Horrifying. Truly civilization-ending.

But now let’s take a quick detour-south, north, east, pick a direction.

In many Arab towns and villages:

  • Boys and girls sit separately in school – not because they chose to, but because that’s simply the rule.
  • Local councils hold public events where women aren’t present – not out of “autonomy,” but out of pressure.
  • Neighborhoods exist where a woman wearing pants is treated as a “public provocation.”
  • And religious, familial, and communal pressure often reaches levels of fear and control that would send human-rights NGOs into cardiac arrest… if they cared.

But about this?

Silence.
No investigative reports.
No special committees.
No “Breaking the Silence – Muslim Edition.”
No “Seculars, We’re Fed Up” movement inside the sector.

So what’s the difference between “religious coercion” and Islamization?

Religious coercion:
Jewish tradition, in a Jewish state – therefore always “oppression.”

Islamization:
Another religion, within a “marginalized minority” – therefore “cultural diversity.”

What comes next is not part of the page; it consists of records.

/**
 * Functional tests that run the compiled binary with answers piped to standard input.
 */
use std::io::Write;
use std::process::{Command, Output, Stdio};

use regex::Regex;

use consolequiz::seed;


#[test]
fn invalid_answers_are_asked_again() {
    let mut input = vec!["", "0", "9", "Z", "A"];
    input.extend(&["1"; 9]);
    let output = play(&input);
    let stdout = String::from_utf8_lossy(&output.stdout).to_string();

    assert!(output.status.success(), "stderr: {}", String::from_utf8_lossy(&output.stderr));
    assert_in_order(
        &stdout,
        &[
            "Welcome to the Java Developer Quiz!",
            "Answer by typing the option number or letter (e.g., 1 or A).",
            "Q1. ",
            "Please enter an option (e.g., A or 1).",
            "Enter a number between 1 and 4.",
            "Enter a number between 1 and 4.",
            "Invalid input. Try again with option letter (A) or number (1).",
            "Q2. ",
            "Q10. ",
            "Quiz finished!",
            "Your score: ",
            "Percentage: ",
        ],
    );
    assert_eq!(stdout.matches("Q1. ").count(), 1);
    assert_eq!(stdout.matches("Your answer: ").count(), 14);
}

#[test]
fn piped_output_is_not_colored() {
    let output = play(&["a"; 10]);
    let stdout = String::from_utf8_lossy(&output.stdout).to_string();
    let stderr = String::from_utf8_lossy(&output.stderr).to_string();

    assert!(output.status.success());
    assert!(!stdout.contains('\u{1b}'), "escape codes in stdout: {:?}", stdout);
    assert!(stderr.is_empty(), "stderr: {:?}", stderr);
}

#[test]
fn summary_matches_feedback() {
    let output = play(&["b"; 10]);
    let stdout = String::from_utf8_lossy(&output.stdout).to_string();
    assert!(output.status.success());

    let correct = stdout.matches("Correct! ✅").count();
    let wrong = stdout.matches("Wrong ❌").count();
    assert_eq!(correct + wrong, 10);

    let score = Regex::new(r"Your score: (\d+) out of 10").unwrap();
    let captures = score.captures(&stdout).expect("missing score line");
    assert_eq!(captures[1].parse::<usize>().unwrap(), correct);

    let percentage = format!("Percentage: {:.2}%", 100.0 * (correct as f64) / 10.0);
    assert!(stdout.contains(&percentage), "missing {:?}", percentage);

    let message = if correct == 10 {
        "Excellent! You got all questions right."
    } else if correct >= 7 {
        "Good job! Keep practicing."
    } else {
        "Keep learning, practice makes perfect."
    };
    assert!(stdout.contains(message));
}

#[test]
fn corrections_name_the_right_option() {
    let questions = seed::default_questions().unwrap();
    let output = play(&["D"; 10]);
    let stdout = String::from_utf8_lossy(&output.stdout).to_string();
    assert!(output.status.success());

    let correction = Regex::new(r"Correct answer: ([A-D])\. (.+)").unwrap();
    for captures in correction.captures_iter(&stdout) {
        let text = captures[2].trim();
        assert!(
            questions.iter().any(|q| q.correct_option() == text),
            "{:?} is not the correct option of any question",
            text,
        );
        assert_ne!(&captures[1], "D");
    }
}

#[test]
fn running_out_of_input_is_an_error() {
    let output = play(&["A", "B"]);
    let stdout = String::from_utf8_lossy(&output.stdout).to_string();
    let stderr = String::from_utf8_lossy(&output.stderr).to_string();

    assert_eq!(output.status.code(), Some(2));
    assert!(stderr.contains("Error: input ended before the quiz was finished"));
    assert!(stdout.contains("Q3. "));
    assert!(!stdout.contains("Quiz finished!"));
}

fn assert_in_order(stdout: &str, data: &[&str]) {
    let mut last_pos = 0;
    for datum in data {
        if let Some(pos) = stdout[last_pos..].find(datum) {
            last_pos = (pos + last_pos) + datum.len();
        } else {
            panic!("Missing: {:?}; Contents of stdout: {:?}", datum, stdout);
        }
    }
}

fn play(input: &[&str]) -> Output {
    let mut child = Command::new(env!("CARGO_BIN_EXE_consolequiz"))
        .stdin(Stdio::piped())
        .stdout(Stdio::piped())
        .stderr(Stdio::piped())
        .env_remove("RUST_LOG")
        .spawn()
        .expect("Failed to spawn child process");

    {
        let stdin = child.stdin.as_mut().expect("Failed to open stdin");
        for line in input {
            stdin.write_all(line.as_bytes()).expect("Failed to write to stdin");
            stdin.write_all("\n".as_bytes()).expect("Failed to write to stdin");
        }
    }

    child.wait_with_output().expect("Failed to read stdout")
}
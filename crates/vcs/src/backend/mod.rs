pub mod git;
pub mod svn;
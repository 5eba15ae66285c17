use serde::{Deserialize, Serialize};
use std::path::PathBuf;

/// Identifies which line of development an operation addresses.
///
/// The centralized backend resolves this to a URL suffix
/// (`/trunk`, `/branches/<name>`, `/tags/<name>`); the distributed backend
/// resolves it to a ref name over a single URL.
#[derive(Debug, Clone, PartialEq, Eq, Hash, Serialize, Deserialize)]
#[serde(tag = "type", content = "name", rename_all = "lowercase")]
pub enum Target {
    Trunk,
    Branch(String),
    Tag(String),
}

impl Target {
    pub fn branch(name: impl Into<String>) -> Self {
        Self::Branch(name.into())
    }

    pub fn tag(name: impl Into<String>) -> Self {
        Self::Tag(name.into())
    }

    /// The named line, or `default` for trunk.
    pub fn name_or<'a>(&'a self, default: &'a str) -> &'a str {
        match self {
            Target::Trunk => default,
            Target::Branch(name) | Target::Tag(name) => name,
        }
    }

    pub fn is_trunk(&self) -> bool {
        matches!(self, Target::Trunk)
    }
}

/// Durable address of a repository produced by `create_repo`
#[derive(Debug, Clone, PartialEq, Eq, Serialize, Deserialize)]
pub struct RepoHandle {
    /// Address used by all subsequent addressed operations
    pub url: String,
    /// Server-side repository directory
    pub dir: PathBuf,
}

/// Revision identifier: a commit hash for git, a revision number for svn
#[derive(Debug, Clone, PartialEq, Eq, Hash, Serialize, Deserialize)]
pub struct Revision(String);

impl Revision {
    pub fn new(rev: impl Into<String>) -> Self {
        Self(rev.into())
    }

    pub fn as_str(&self) -> &str {
        &self.0
    }
}

impl std::fmt::Display for Revision {
    fn fmt(&self, f: &mut std::fmt::Formatter<'_>) -> std::fmt::Result {
        write!(f, "{}", self.0)
    }
}

impl From<String> for Revision {
    fn from(s: String) -> Self {
        Self(s)
    }
}

/// Information about a working copy reported by `working_copy_info`
#[derive(Debug, Clone, PartialEq, Eq, Serialize, Deserialize)]
pub struct WorkingCopyInfo {
    /// Project name inferred from the URL structure
    pub name: String,
    /// Root repository URL
    pub url: String,
    /// Line of development the working copy currently points at
    pub target: Target,
}

/// A file written as part of `create_tag` / `create_repo` seeding
#[derive(Debug, Clone, PartialEq, Eq)]
pub struct TagFile {
    /// Path relative to the repository root
    pub path: PathBuf,
    pub contents: String,
}

impl TagFile {
    pub fn new(path: impl Into<PathBuf>, contents: impl Into<String>) -> Self {
        Self {
            path: path.into(),
            contents: contents.into(),
        }
    }
}

/// Options for `create_repo`
#[derive(Debug, Clone, Default)]
pub struct CreateRepoOptions {
    /// Targets to materialize in the fresh repository (branches / tags)
    pub targets: Vec<Target>,
}

/// Options for `un_cat`
#[derive(Debug, Clone, Default)]
pub struct UnCatOptions {
    pub contents: String,
    /// Commit message; a generic default is used when absent
    pub message: Option<String>,
}

impl UnCatOptions {
    pub fn contents(contents: impl Into<String>) -> Self {
        Self {
            contents: contents.into(),
            message: None,
        }
    }
}

/// Options for `create_branch`
#[derive(Debug, Clone, Default)]
pub struct CreateBranchOptions {
    /// Switch the working copy to the new branch after creation
    pub switch: bool,
    /// Commit message for backends that record branch creation as a commit
    pub message: Option<String>,
}

/// Merge-back request inside `create_tag`: cherry-pick the tag-time commit
/// onto another line of development after tagging.
#[derive(Debug, Clone, Default)]
pub struct MergeOptions {
    /// Line to merge back into; trunk when absent
    pub target: Option<Target>,
    /// Files excluded from the cherry-pick (paths relative to the working copy)
    pub exclude: Vec<PathBuf>,
}

/// Options for `create_tag`
#[derive(Debug, Clone, Default)]
pub struct CreateTagOptions {
    /// Commit any uncommitted working-copy changes as part of the tag
    pub commit: bool,
    /// Merge local changes back into another line; requires `commit`
    pub merge: Option<MergeOptions>,
    /// Prefix applied to every commit message the operation writes
    pub comment_prefix: String,
    /// Revision to root the tag at; current head when absent
    pub revision: Option<Revision>,
    /// Files written explicitly onto the tag
    pub files: Vec<TagFile>,
}

/// What happened to the optional merge-back step of `create_tag`.
///
/// The tag itself exists and is pushed in every variant; a failed merge is a
/// deliberate degradation, not an error.
#[derive(Debug, Clone, Copy, PartialEq, Eq)]
pub enum MergeOutcome {
    /// No merge-back was requested, or no committed revision existed to merge
    NotRequested,
    /// The cherry-pick applied and was pushed
    Merged,
    /// The cherry-pick failed; the target working copy was reset to a clean state
    RolledBack,
}

/// Per-directory outcome of a best-effort `update` across working copies
#[derive(Debug, Clone, Default)]
pub struct UpdateReport {
    pub updated: Vec<PathBuf>,
    /// Directories whose update failed, with the failure detail
    pub failed: Vec<(PathBuf, String)>,
}

impl UpdateReport {
    pub fn all_updated(&self) -> bool {
        self.failed.is_empty()
    }
}
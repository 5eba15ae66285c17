//! Unified abstraction over git and Subversion command-line tooling.
//!
//! One driver trait covers checkout, update, tagging, branching, file
//! read/write and repository introspection for both backends; callers select
//! a backend by name and never see its addressing model. The drivers shell
//! out to the real tools and parse their textual output only — no repository
//! internals are touched.
//!
//! # Design Goals
//!
//! - **One operation surface**: [`VcsDriver`] is the full contract; backends
//!   differ only in how they resolve a [`Target`] to an address
//! - **Scoped temporary workspaces**: addressed operations that need a
//!   checkout provision their own and always clean up, success or failure
//! - **Explicit degradation**: best-effort paths (`exists`, `update`, the
//!   merge-back inside `create_tag`) report what was degraded instead of
//!   silently swallowing errors
//!
//! # Example
//!
//! ```no_run
//! use std::path::Path;
//! use vcs::{driver_for, CreateRepoOptions, UnCatOptions};
//!
//! # async fn demo() -> Result<(), vcs::VcsError> {
//! let vcs = driver_for("git")?;
//! let repo = vcs
//!     .create_repo(Path::new("/srv/repos/myproject"), CreateRepoOptions::default())
//!     .await?;
//! vcs.un_cat(
//!     &repo.url,
//!     None,
//!     Path::new("readme.txt"),
//!     UnCatOptions::contents("hello"),
//! )
//! .await?;
//! let text = vcs.cat(&repo.url, None, Path::new("readme.txt")).await?;
//! assert_eq!(text, "hello");
//! # Ok(())
//! # }
//! ```

mod backend;
mod error;
mod exec;
mod factory;
mod traits;
mod types;
mod workspace;

pub use backend::git::{GitConfig, GitDriver};
pub use backend::svn::{SvnConfig, SvnDriver};
pub use error::VcsError;
pub use exec::{ExecOptions, ExecResult};
pub use factory::{detect, driver, driver_for, BackendType};
pub use traits::VcsDriver;
pub use types::{
    CreateBranchOptions, CreateRepoOptions, CreateTagOptions, MergeOptions, MergeOutcome,
    RepoHandle, Revision, TagFile, Target, UnCatOptions, UpdateReport, WorkingCopyInfo,
};
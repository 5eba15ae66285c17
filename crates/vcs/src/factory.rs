use std::path::Path;

use crate::backend::git::{GitConfig, GitDriver};
use crate::backend::svn::{SvnConfig, SvnDriver};
use crate::error::VcsError;
use crate::traits::VcsDriver;

/// Type of VCS backend
#[derive(Debug, Clone, Copy, PartialEq, Eq)]
pub enum BackendType {
    Git,
    Svn,
}

impl BackendType {
    pub fn name(&self) -> &'static str {
        match self {
            BackendType::Git => "git",
            BackendType::Svn => "svn",
        }
    }

    pub fn from_name(name: &str) -> Result<Self, VcsError> {
        match name {
            "git" => Ok(BackendType::Git),
            "svn" => Ok(BackendType::Svn),
            other => Err(VcsError::UnknownBackend(other.to_string())),
        }
    }
}

/// Create a driver for the given backend with default configuration
pub fn driver(backend: BackendType) -> Box<dyn VcsDriver> {
    match backend {
        BackendType::Git => Box::new(GitDriver::new(GitConfig::default())),
        BackendType::Svn => Box::new(SvnDriver::new(SvnConfig::default())),
    }
}

/// Create a driver selected by backend name (`"git"` / `"svn"`)
pub fn driver_for(name: &str) -> Result<Box<dyn VcsDriver>, VcsError> {
    Ok(driver(BackendType::from_name(name)?))
}

/// Auto-detect the backend of an existing working copy from its
/// metadata marker.
pub fn detect(dir: &Path) -> Result<BackendType, VcsError> {
    if dir.join(".git").exists() {
        Ok(BackendType::Git)
    } else if dir.join(".svn").exists() {
        Ok(BackendType::Svn)
    } else {
        Err(VcsError::repo_not_found(dir))
    }
}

When a Jew respects tradition, it’s “a threat to democracy.”
When someone else demands gender-segregated seating in a public auditorium, it’s “an identity to be respected.”

And that journalist yelling “religious coercion!” – what is he actually saying?

“I’m not afraid of religion.
I’m afraid of Jewish religion.”

In other words:

  • Put on tefillin? You’re a missionary.
  • Offer an after-school Torah class? You’re dragging the country into medieval darkness.
  • Wear a hijab in class? A triumph of free choice and personal empowerment.

The final absurdity?

That the world’s only Jewish state is also the only place where the word “Jewish” is treated as suspicious – and where “tradition” triggers more alarm than “sharia.”

So here’s the golden rule:

Whenever someone claims “We must keep religion out of the public sphere,” check whether they mean all religions – or only yours.

Because “religious coercion” isn’t the real danger.

The real danger is when, in the name of tolerance, you’re asked to erase yourself.